Data to process section start
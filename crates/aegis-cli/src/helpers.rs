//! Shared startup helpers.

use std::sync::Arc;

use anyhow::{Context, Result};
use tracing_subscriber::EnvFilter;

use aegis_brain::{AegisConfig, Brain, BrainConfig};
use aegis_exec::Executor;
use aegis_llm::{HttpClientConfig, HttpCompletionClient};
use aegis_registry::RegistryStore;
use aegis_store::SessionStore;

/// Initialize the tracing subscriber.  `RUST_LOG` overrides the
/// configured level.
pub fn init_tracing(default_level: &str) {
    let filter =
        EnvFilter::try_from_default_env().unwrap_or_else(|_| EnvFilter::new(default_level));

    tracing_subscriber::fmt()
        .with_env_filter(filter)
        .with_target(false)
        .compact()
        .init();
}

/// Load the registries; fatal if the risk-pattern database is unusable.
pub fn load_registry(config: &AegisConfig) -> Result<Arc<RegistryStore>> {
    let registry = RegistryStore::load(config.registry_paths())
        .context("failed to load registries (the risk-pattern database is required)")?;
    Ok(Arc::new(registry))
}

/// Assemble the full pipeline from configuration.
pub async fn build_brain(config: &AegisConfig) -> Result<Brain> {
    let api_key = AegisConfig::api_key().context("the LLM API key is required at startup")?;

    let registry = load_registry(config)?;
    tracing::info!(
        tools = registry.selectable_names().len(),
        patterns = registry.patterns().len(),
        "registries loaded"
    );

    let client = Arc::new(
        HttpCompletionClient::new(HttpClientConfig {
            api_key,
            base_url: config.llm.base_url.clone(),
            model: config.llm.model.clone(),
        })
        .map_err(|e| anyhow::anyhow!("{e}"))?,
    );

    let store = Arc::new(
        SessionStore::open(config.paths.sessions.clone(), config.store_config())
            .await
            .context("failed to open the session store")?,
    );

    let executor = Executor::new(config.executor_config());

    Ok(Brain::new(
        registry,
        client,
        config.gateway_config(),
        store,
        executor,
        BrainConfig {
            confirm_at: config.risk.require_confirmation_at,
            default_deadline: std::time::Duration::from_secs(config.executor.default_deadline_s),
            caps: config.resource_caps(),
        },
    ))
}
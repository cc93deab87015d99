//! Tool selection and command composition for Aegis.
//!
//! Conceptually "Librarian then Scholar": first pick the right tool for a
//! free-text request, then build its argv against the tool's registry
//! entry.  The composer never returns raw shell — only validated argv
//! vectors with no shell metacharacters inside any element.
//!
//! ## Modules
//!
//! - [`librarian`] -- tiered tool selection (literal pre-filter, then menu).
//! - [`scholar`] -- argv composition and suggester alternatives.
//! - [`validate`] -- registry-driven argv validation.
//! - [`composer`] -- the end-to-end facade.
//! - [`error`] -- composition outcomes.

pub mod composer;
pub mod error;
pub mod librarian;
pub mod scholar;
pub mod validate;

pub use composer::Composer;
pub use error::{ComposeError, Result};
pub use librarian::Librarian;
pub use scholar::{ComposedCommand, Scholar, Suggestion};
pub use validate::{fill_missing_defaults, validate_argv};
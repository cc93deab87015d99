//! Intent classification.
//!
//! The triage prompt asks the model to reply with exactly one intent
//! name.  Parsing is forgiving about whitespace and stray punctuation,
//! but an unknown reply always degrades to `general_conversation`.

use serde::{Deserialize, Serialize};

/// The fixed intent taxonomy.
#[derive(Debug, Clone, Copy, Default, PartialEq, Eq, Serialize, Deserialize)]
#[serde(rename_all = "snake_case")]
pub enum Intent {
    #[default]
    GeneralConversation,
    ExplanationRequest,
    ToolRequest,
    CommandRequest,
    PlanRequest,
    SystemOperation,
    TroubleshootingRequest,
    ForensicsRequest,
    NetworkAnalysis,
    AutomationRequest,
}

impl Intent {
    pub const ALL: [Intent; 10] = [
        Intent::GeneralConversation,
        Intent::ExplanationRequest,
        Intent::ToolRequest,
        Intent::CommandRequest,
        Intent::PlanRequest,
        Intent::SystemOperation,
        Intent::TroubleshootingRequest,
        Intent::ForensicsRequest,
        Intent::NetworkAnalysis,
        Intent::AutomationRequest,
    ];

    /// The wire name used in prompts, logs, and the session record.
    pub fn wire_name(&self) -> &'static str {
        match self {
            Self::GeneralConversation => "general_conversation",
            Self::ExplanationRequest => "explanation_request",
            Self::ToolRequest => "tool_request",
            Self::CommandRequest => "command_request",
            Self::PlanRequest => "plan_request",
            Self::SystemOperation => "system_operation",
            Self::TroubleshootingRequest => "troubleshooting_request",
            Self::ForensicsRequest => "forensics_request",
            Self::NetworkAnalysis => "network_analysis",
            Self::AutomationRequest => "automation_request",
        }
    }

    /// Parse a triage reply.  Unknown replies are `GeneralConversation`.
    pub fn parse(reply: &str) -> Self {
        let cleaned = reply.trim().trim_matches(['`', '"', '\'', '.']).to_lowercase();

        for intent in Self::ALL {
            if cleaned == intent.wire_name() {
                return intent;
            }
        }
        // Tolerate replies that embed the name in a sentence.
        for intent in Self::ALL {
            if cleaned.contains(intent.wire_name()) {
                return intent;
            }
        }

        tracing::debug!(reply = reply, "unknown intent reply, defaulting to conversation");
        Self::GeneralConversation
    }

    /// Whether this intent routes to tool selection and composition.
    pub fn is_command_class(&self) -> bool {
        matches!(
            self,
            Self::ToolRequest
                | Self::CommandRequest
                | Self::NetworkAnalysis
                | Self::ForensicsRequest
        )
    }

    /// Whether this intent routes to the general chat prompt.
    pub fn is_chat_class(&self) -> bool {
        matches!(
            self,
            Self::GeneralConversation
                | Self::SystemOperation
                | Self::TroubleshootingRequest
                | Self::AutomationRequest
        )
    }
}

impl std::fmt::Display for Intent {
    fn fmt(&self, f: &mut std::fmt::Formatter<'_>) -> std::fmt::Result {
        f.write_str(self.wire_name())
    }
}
Data to process section end
- **Prompt**: In the data above, find each line that uses the string "PlanRequest". Copy it.

- **Written answer**:
    PlanRequest,
        Intent::PlanRequest,
            Self::PlanRequest => "plan_request",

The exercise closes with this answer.